• The task
Below are entries. Reproduce exactly the lines between the line holding "assert_eq!(local.crc32, 0);" and the line holding "assert_eq!(local.uncompressed, payload.len() as", inclusive, and only those.

======== Data records ========

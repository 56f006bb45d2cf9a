//! How entry sizes reach the archive: known up front, patched into the
//! local header, or deferred to a Data Descriptor.

mod common;

use std::io::{Cursor, Write};

use common::{u16_at, u32_at};
use zipkit::{Archive, CompressionMethod, EntryOptions, Error, Writer};

const LFH_SIGNATURE: u32 = 0x0403_4b50;
const CDFH_SIGNATURE: u32 = 0x0201_4b50;
const DESCRIPTOR_SIGNATURE: u32 = 0x0807_4b50;
const DATA_DESCRIPTOR_FLAG: u16 = 1 << 3;

struct LocalFields {
    flags: u16,
    crc32: u32,
    compressed: u32,
    uncompressed: u32,
    data_offset: usize,
}

fn local_fields(data: &[u8], offset: usize) -> LocalFields {
    assert_eq!(u32_at(data, offset), LFH_SIGNATURE);
    let name_len = u16_at(data, offset + 26) as usize;
    let extra_len = u16_at(data, offset + 28) as usize;
    LocalFields {
        flags: u16_at(data, offset + 6),
        crc32: u32_at(data, offset + 14),
        compressed: u32_at(data, offset + 18),
        uncompressed: u32_at(data, offset + 22),
        data_offset: offset + 30 + name_len + extra_len,
    }
}

#[test]
fn test_known_size_store_entry_has_no_descriptor() {
    let mut writer = Writer::new_streaming(Vec::new());
    let opts = EntryOptions::new().compression(CompressionMethod::Store);
    writer.add_bytes("ten.bin", b"0123456789", &opts).unwrap();
    let (_, bytes) = writer.finish_into_inner().unwrap();

    let local = local_fields(&bytes, 0);
    assert_eq!(local.compressed, 10);
    assert_eq!(local.uncompressed, 10);
    assert_eq!(local.crc32, crc32fast::hash(b"0123456789"));
    assert_eq!(local.flags & DATA_DESCRIPTOR_FLAG, 0);
    // The central directory follows the data directly.
    assert_eq!(u32_at(&bytes, local.data_offset + 10), CDFH_SIGNATURE);

    let mut archive = Archive::open(Cursor::new(bytes)).unwrap();
    assert!(!archive.entry("ten.bin").unwrap().data_descriptor);
    assert_eq!(archive.extract_to_vec("ten.bin").unwrap(), b"0123456789");
}

#[cfg(feature = "deflate")]
#[test]
fn test_streamed_deflate_entry_uses_descriptor() {
    let payload = common::text_bytes(50_000);
    let mut writer = Writer::new_streaming(Vec::new());
    let opts = EntryOptions::new().compression(CompressionMethod::Deflate);
    writer.start_entry("stream.txt", &opts).unwrap();
    for chunk in payload.chunks(4096) {
        writer.write_all(chunk).unwrap();
    }
    writer.close_entry().unwrap();
    let (_, bytes) = writer.finish_into_inner().unwrap();

    let local = local_fields(&bytes, 0);
    assert_ne!(local.flags & DATA_DESCRIPTOR_FLAG, 0);
    assert_eq!(local.crc32, 0);
    assert_eq!(local.compressed, 0);
    assert_eq!(local.uncompressed, 0);

    let mut archive = Archive::open(Cursor::new(bytes.clone())).unwrap();
    let entry = archive.entry("stream.txt").unwrap().clone();
    assert!(entry.data_descriptor);
    assert_eq!(entry.uncompressed_size, payload.len() as u64);
    assert!(entry.compressed_size < entry.uncompressed_size);

    let descriptor = local.data_offset + entry.compressed_size as usize;
    assert_eq!(u32_at(&bytes, descriptor), DESCRIPTOR_SIGNATURE);
    assert_eq!(u32_at(&bytes, descriptor + 4), crc32fast::hash(&payload));
    assert_eq!(u32_at(&bytes, descriptor + 8) as u64, entry.compressed_size);
    assert_eq!(u32_at(&bytes, descriptor + 12) as u64, entry.uncompressed_size);
    assert_eq!(u32_at(&bytes, descriptor + 16), CDFH_SIGNATURE);

    assert_eq!(archive.extract_to_vec("stream.txt").unwrap(), payload);
}

#[test]
fn test_streamed_entry_on_seekable_sink_is_patched() {
    let payload = common::random_bytes(3000, 1);
    let mut writer = Writer::new(Cursor::new(Vec::new())).unwrap();
    writer.start_entry("patched.bin", &EntryOptions::default()).unwrap();
    writer.write_all(&payload).unwrap();
    writer.close_entry().unwrap();
    let (_, cursor) = writer.finish_into_inner().unwrap();
    let bytes = cursor.into_inner();

    let local = local_fields(&bytes, 0);
    assert_eq!(local.flags & DATA_DESCRIPTOR_FLAG, 0);
    assert_eq!(local.crc32, crc32fast::hash(&payload));
    assert_eq!(local.uncompressed, payload.len() as u32);
    assert_eq!(u32_at(&bytes, local.data_offset + local.compressed as usize), CDFH_SIGNATURE);
    common::verify_archive_contents(&bytes, &[("patched.bin", payload.as_slice())]);
}

#[test]
fn test_entry_protocol_errors() {
    let mut writer = Writer::new_streaming(Vec::new());
    assert!(matches!(writer.close_entry(), Err(Error::NoEntryInProgress)));

    writer.start_entry("first", &EntryOptions::default()).unwrap();
    assert!(writer.is_entry_open());
    let err = writer.start_entry("second", &EntryOptions::default()).unwrap_err();
    assert!(matches!(err, Error::EntryInProgress { ref name } if name == "first"));
    let err = writer.add_bytes("third", b"x", &EntryOptions::default()).unwrap_err();
    assert!(matches!(err, Error::EntryInProgress { .. }));
    writer.write_all(b"data").unwrap();
    writer.close_entry().unwrap();

    let err = writer.start_entry("first", &EntryOptions::default()).unwrap_err();
    assert!(matches!(err, Error::EntryExists { .. }));

    // finish closes a still-open entry
    writer.start_entry("last", &EntryOptions::default()).unwrap();
    writer.write_all(b"tail").unwrap();
    let (result, bytes) = writer.finish_into_inner().unwrap();
    assert_eq!(result.entries_written, 2);
    common::verify_archive_contents(&bytes, &[("first", b"data".as_slice()), ("last", b"tail".as_slice())]);
}

#[test]
fn test_large_file_reserves_zip64_descriptor() {
    let mut writer = Writer::new_streaming(Vec::new());
    let opts = EntryOptions::new()
        .compression(CompressionMethod::Store)
        .large_file(true);
    writer.start_entry("maybe-huge.bin", &opts).unwrap();
    writer.write_all(b"small after all").unwrap();
    writer.close_entry().unwrap();
    let (_, bytes) = writer.finish_into_inner().unwrap();

    let local = local_fields(&bytes, 0);
    assert_eq!(local.compressed, 0);
    assert_eq!(local.uncompressed, 0);
    // A ZIP64 record in the local header announces 8-byte descriptor sizes.
    let extra = 30 + "maybe-huge.bin".len();
    assert_eq!(u16_at(&bytes, extra), 0x0001);
    let descriptor = local.data_offset + 15;
    assert_eq!(u32_at(&bytes, descriptor), DESCRIPTOR_SIGNATURE);
    assert_eq!(common::u64_at(&bytes, descriptor + 8), 15);
    assert_eq!(common::u64_at(&bytes, descriptor + 16), 15);
    assert_eq!(u32_at(&bytes, descriptor + 24), CDFH_SIGNATURE);
    common::verify_archive_contents(&bytes, &[("maybe-huge.bin", b"small after all".as_slice())]);
}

========

• Exercise response
    assert_eq!(local.crc32, 0);
    assert_eq!(local.compressed, 0);
    assert_eq!(local.uncompressed, 0);

    let mut archive = Archive::open(Cursor::new(bytes.clone())).unwrap();
    let entry = archive.entry("stream.txt").unwrap().clone();
    assert!(entry.data_descriptor);
    assert_eq!(entry.uncompressed_size, payload.len() as u64);
    assert!(entry.compressed_size < entry.uncompressed_size);

    let descriptor = local.data_offset + entry.compressed_size as usize;
    assert_eq!(u32_at(&bytes, descriptor), DESCRIPTOR_SIGNATURE);
    assert_eq!(u32_at(&bytes, descriptor + 4), crc32fast::hash(&payload));
    assert_eq!(u32_at(&bytes, descriptor + 8) as u64, entry.compressed_size);
    assert_eq!(u32_at(&bytes, descriptor + 12) as u64, entry.uncompressed_size);
    assert_eq!(u32_at(&bytes, descriptor + 16), CDFH_SIGNATURE);

    assert_eq!(archive.extract_to_vec("stream.txt").unwrap(), payload);
}

#[test]
fn test_streamed_entry_on_seekable_sink_is_patched() {
    let payload = common::random_bytes(3000, 1);
    let mut writer = Writer::new(Cursor::new(Vec::new())).unwrap();
    writer.start_entry("patched.bin", &EntryOptions::default()).unwrap();
    writer.write_all(&payload).unwrap();
    writer.close_entry().unwrap();
    let (_, cursor) = writer.finish_into_inner().unwrap();
    let bytes = cursor.into_inner();

    let local = local_fields(&bytes, 0);
    assert_eq!(local.flags & DATA_DESCRIPTOR_FLAG, 0);
    assert_eq!(local.crc32, crc32fast::hash(&payload));
    assert_eq!(local.uncompressed, payload.len() as u32);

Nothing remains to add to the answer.